### Work to complete
Treat the line containing "use ratatui::Frame;" as the last one, and return every line exactly from the first line of the material below up to it.

### Material for the task
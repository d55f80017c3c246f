//! UI rendering with ratatui.
//!
//! Layout, top to bottom: header with the connection indicator, optional
//! error banner, message list, input box, key help.

use ratatui::layout::{Constraint, Direction, Layout, Rect};
use ratatui::style::{Color, Modifier, Style, Stylize};
use ratatui::text::{Line, Span, Text};
use ratatui::widgets::{
    Block, Borders, Paragraph, Scrollbar, ScrollbarOrientation, ScrollbarState, Wrap,
};
use ratatui::Frame;

use kbchat_core::{ConnectionStatus, MessageNode, Role, WELCOME_MESSAGE};

use crate::app::App;
use crate::markdown::reply_lines;

/// Horizontal padding inside the message area.
const CHAT_PADDING: u16 = 1;

/// Render the whole screen.
pub fn render(frame: &mut Frame, app: &App) {
    let transcript = app.transcript();
    let input_rows = transcript
        .input()
        .visible_rows(usize::from(app.input_max_rows()));
    let banner_rows = u16::from(transcript.error().is_some());

    let layout = Layout::default()
        .direction(Direction::Vertical)
        .constraints([
            Constraint::Length(1),                           // Header
            Constraint::Length(banner_rows),                 // Error banner
            Constraint::Min(3),                              // Messages
            Constraint::Length(to_u16(input_rows) + 2),      // Input box
            Constraint::Length(1),                           // Help bar
        ])
        .split(frame.area());

    render_header(frame, app, layout[0]);
    if let Some(error) = transcript.error() {
        render_banner(frame, error, layout[1]);
    }
    render_messages(frame, app, layout[2]);
    render_input(frame, app, layout[3], input_rows);
    render_help(frame, layout[4]);
}

fn to_u16(n: usize) -> u16 {
    u16::try_from(n).unwrap_or(u16::MAX)
}

fn status_color(status: ConnectionStatus) -> Color {
    match status {
        ConnectionStatus::Connected => Color::Green,
        ConnectionStatus::Disconnected => Color::Red,
        ConnectionStatus::Reconnecting => Color::Yellow,
    }
}

fn render_header(frame: &mut Frame, app: &App, area: Rect) {
    let status = app.transcript().status();
    let title = "KBCHAT";
    let right = format!("{}  ● {}", app.endpoint(), status.label());
    let gap = usize::from(area.width).saturating_sub(title.len() + right.chars().count());

    let line = Line::from(vec![
        Span::styled(title, Style::default().fg(Color::Cyan).add_modifier(Modifier::BOLD)),
        Span::raw(" ".repeat(gap)),
        Span::raw(app.endpoint().to_string()),
        Span::styled(
            format!("  ● {}", status.label()),
            Style::default().fg(status_color(status)),
        ),
    ]);

    frame.render_widget(
        Paragraph::new(line).style(Style::default().bg(Color::DarkGray)),
        area,
    );
}

fn render_banner(frame: &mut Frame, error: &str, area: Rect) {
    let line = Line::from(vec![
        Span::styled(" ERROR: ", Style::default().fg(Color::White).bg(Color::Red).bold()),
        Span::styled(format!(" {error}"), Style::default().fg(Color::Red)),
        Span::styled("  (Esc to dismiss)", Style::default().fg(Color::DarkGray)),
    ]);
    frame.render_widget(Paragraph::new(line), area);
}

fn message_header(msg: &MessageNode) -> Line<'static> {
    let (name, color) = match msg.role {
        Role::User => ("You", Color::Cyan),
        Role::Assistant => ("Assistant", Color::Green),
    };
    Line::from(vec![
        Span::styled(
            format!(" {} ", msg.role.avatar()),
            Style::default().fg(Color::Black).bg(color).bold(),
        ),
        Span::styled(format!(" {name}"), Style::default().fg(color).bold()),
        Span::styled(
            format!("  {}", msg.created_at.format("%H:%M")),
            Style::default().fg(Color::DarkGray),
        ),
    ])
}

fn plain_lines(text: &str) -> impl Iterator<Item = Line<'static>> + '_ {
    text.split('\n').map(|l| Line::raw(l.to_string()))
}

/// Lines for the message list, oldest first.
fn message_lines(app: &App, width: usize) -> Vec<Line<'static>> {
    let transcript = app.transcript();
    let mut lines = Vec::new();

    if transcript.has_placeholder() {
        lines.push(Line::styled(
            WELCOME_MESSAGE,
            Style::default().fg(Color::DarkGray).italic(),
        ));
    }

    for msg in transcript.messages() {
        lines.push(message_header(msg));
        match (msg.role, &msg.source) {
            (Role::Assistant, Some(source)) if !msg.streaming => {
                lines.extend(reply_lines(source, width));
            }
            _ => lines.extend(plain_lines(&msg.text)),
        }
        if msg.streaming {
            lines.push(Line::from(Span::styled(
                app.spinner_char(),
                Style::default().fg(Color::Yellow),
            )));
        }
        lines.push(Line::default());
    }

    // Reply requested but no chunk yet
    let awaiting_first_chunk = transcript
        .messages()
        .last()
        .is_some_and(|m| m.role == Role::User);
    if app.is_streaming() && awaiting_first_chunk {
        lines.push(Line::from(vec![
            Span::styled(app.spinner_char(), Style::default().fg(Color::Yellow)),
            Span::styled(" thinking...", Style::default().fg(Color::DarkGray)),
        ]));
    }

    lines
}

fn render_messages(frame: &mut Frame, app: &App, area: Rect) {
    let chat_area = Rect::new(
        area.x + CHAT_PADDING,
        area.y,
        area.width.saturating_sub(CHAT_PADDING * 2 + 1), // +1 for scrollbar
        area.height,
    );

    let paragraph = Paragraph::new(Text::from(message_lines(
        app,
        usize::from(chat_area.width),
    )))
    .wrap(Wrap { trim: false });

    // Height as the widget itself wraps it
    let total = paragraph.line_count(chat_area.width);
    let visible = usize::from(chat_area.height);

    // scroll_offset counts lines up from the bottom
    let max_scroll = total.saturating_sub(visible);
    let from_bottom = app.transcript().scroll_offset().min(max_scroll);
    let from_top = max_scroll - from_bottom;

    frame.render_widget(paragraph.scroll((to_u16(from_top), 0)), chat_area);

    if total > visible {
        let mut state = ScrollbarState::new(max_scroll + 1)
            .position(from_top)
            .viewport_content_length(visible);
        frame.render_stateful_widget(
            Scrollbar::new(ScrollbarOrientation::VerticalRight),
            area,
            &mut state,
        );
    }
}

fn render_input(frame: &mut Frame, app: &App, area: Rect, rows: usize) {
    let input = app.transcript().input();
    let enabled = input.is_enabled();

    let (title, border) = if enabled {
        (" Message ", Style::default().fg(Color::Cyan))
    } else {
        (" Waiting for reply... ", Style::default().fg(Color::DarkGray))
    };
    let block = Block::default()
        .title(title)
        .borders(Borders::ALL)
        .border_style(border);
    let inner = block.inner(area);

    // Cursor column in display cells, so wide glyphs count double
    let (line, _) = input.cursor_line_col();
    let before = &input.text()[..input.cursor()];
    let col = Line::raw(before.rsplit('\n').next().unwrap_or_default()).width();

    let v_scroll = line.saturating_sub(rows.saturating_sub(1));
    let h_scroll = col.saturating_sub(usize::from(inner.width.saturating_sub(1)));
    let text_style = if enabled {
        Style::default().fg(Color::White)
    } else {
        Style::default().fg(Color::DarkGray)
    };

    frame.render_widget(
        Paragraph::new(input.text().to_string())
            .style(text_style)
            .block(block)
            .scroll((to_u16(v_scroll), to_u16(h_scroll))),
        area,
    );

    if enabled && input.is_focused() {
        frame.set_cursor_position((
            inner.x + to_u16(col - h_scroll),
            inner.y + to_u16(line - v_scroll),
        ));
    }
}

fn render_help(frame: &mut Frame, area: Rect) {
    let key = Style::default().fg(Color::Yellow);
    let line = Line::from(vec![
        Span::raw(" "),
        Span::styled("Enter", key),
        Span::raw(":send "),
        Span::styled("Shift+Enter", key),
        Span::raw(":newline "),
        Span::styled("PgUp/PgDn", key),
        Span::raw(":scroll "),
        Span::styled("Esc", key),
        Span::raw(":quit"),
    ]);
    frame.render_widget(
        Paragraph::new(line).style(Style::default().bg(Color::DarkGray)),
        area,
    );
}

#[cfg(test)]
mod tests {
    use std::sync::Arc;
    use std::time::Duration;

    use kbchat_core::{
        ChatController, ChatView, ReconnectPolicy, Session, Transcript, WebSocketConnector,
    };
    use ratatui::backend::TestBackend;
    use ratatui::layout::Position;
    use ratatui::Terminal;

    use super::*;

    fn app() -> App {
        let controller = ChatController::new(
            Transcript::new(),
            ReconnectPolicy::fixed(Duration::from_millis(3000)),
        );
        let (session, _events) = Session::new(
            controller,
            "ws://localhost:8000/ws/chat",
            Arc::new(WebSocketConnector::default()),
        );
        App::new(session, 6)
    }

    fn screen(app: &App) -> String {
        let mut terminal = Terminal::new(TestBackend::new(100, 20)).unwrap();
        terminal.draw(|f| render(f, app)).unwrap();

        let buffer = terminal.backend().buffer();
        let mut out = String::new();
        for y in 0..buffer.area.height {
            for x in 0..buffer.area.width {
                out.push_str(buffer[(x, y)].symbol());
            }
            out.push('\n');
        }
        out
    }

    #[test]
    fn first_screen_shows_welcome_and_status() {
        let screen = screen(&app());

        assert!(screen.contains("KBCHAT"));
        assert!(screen.contains("● Disconnected"));
        assert!(screen.contains("Ask a question"));
        assert!(screen.contains("Message"));
    }

    #[test]
    fn long_reply_keeps_newest_text_in_view() {
        let mut app = app();
        let words = vec!["a".repeat(60); 30].join(" ");
        let transcript = app.transcript_mut();
        transcript.remove_placeholder();
        let node = transcript.begin_assistant_message();
        transcript.append_assistant_text(node, &format!("{words} ENDMARK"));
        transcript.scroll_to_bottom();

        assert!(screen(&app).contains("ENDMARK"));

        app.transcript_mut().scroll_up(1000);
        let top = screen(&app);
        assert!(top.contains("Assistant"));
        assert!(!top.contains("ENDMARK"));
    }

    #[test]
    fn long_input_line_scrolls_to_cursor() {
        let mut app = app();
        let input = app.transcript_mut().input_mut();
        for _ in 0..150 {
            input.insert_char('x');
        }
        for c in "TAIL".chars() {
            input.insert_char(c);
        }

        assert!(screen(&app).contains("TAIL"));
    }

    #[test]
    fn cursor_tracks_wide_glyphs() {
        let mut app = app();
        let input = app.transcript_mut().input_mut();
        for _ in 0..60 {
            input.insert_char('中');
        }

        let mut terminal = Terminal::new(TestBackend::new(100, 20)).unwrap();
        terminal.draw(|f| render(f, &app)).unwrap();

        // Input box inner area spans x 1..99 on row 17
        assert_eq!(terminal.get_cursor_position().unwrap(), Position::new(98, 17));
    }
}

### Result below
repository d55f80017c3c246f
//! UI rendering with ratatui.
//!
//! Layout, top to bottom: header with the connection indicator, optional
//! error banner, message list, input box, key help.

use ratatui::layout::{Constraint, Direction, Layout, Rect};
use ratatui::style::{Color, Modifier, Style, Stylize};
use ratatui::text::{Line, Span, Text};
use ratatui::widgets::{
    Block, Borders, Paragraph, Scrollbar, ScrollbarOrientation, ScrollbarState, Wrap,
};
use ratatui::Frame;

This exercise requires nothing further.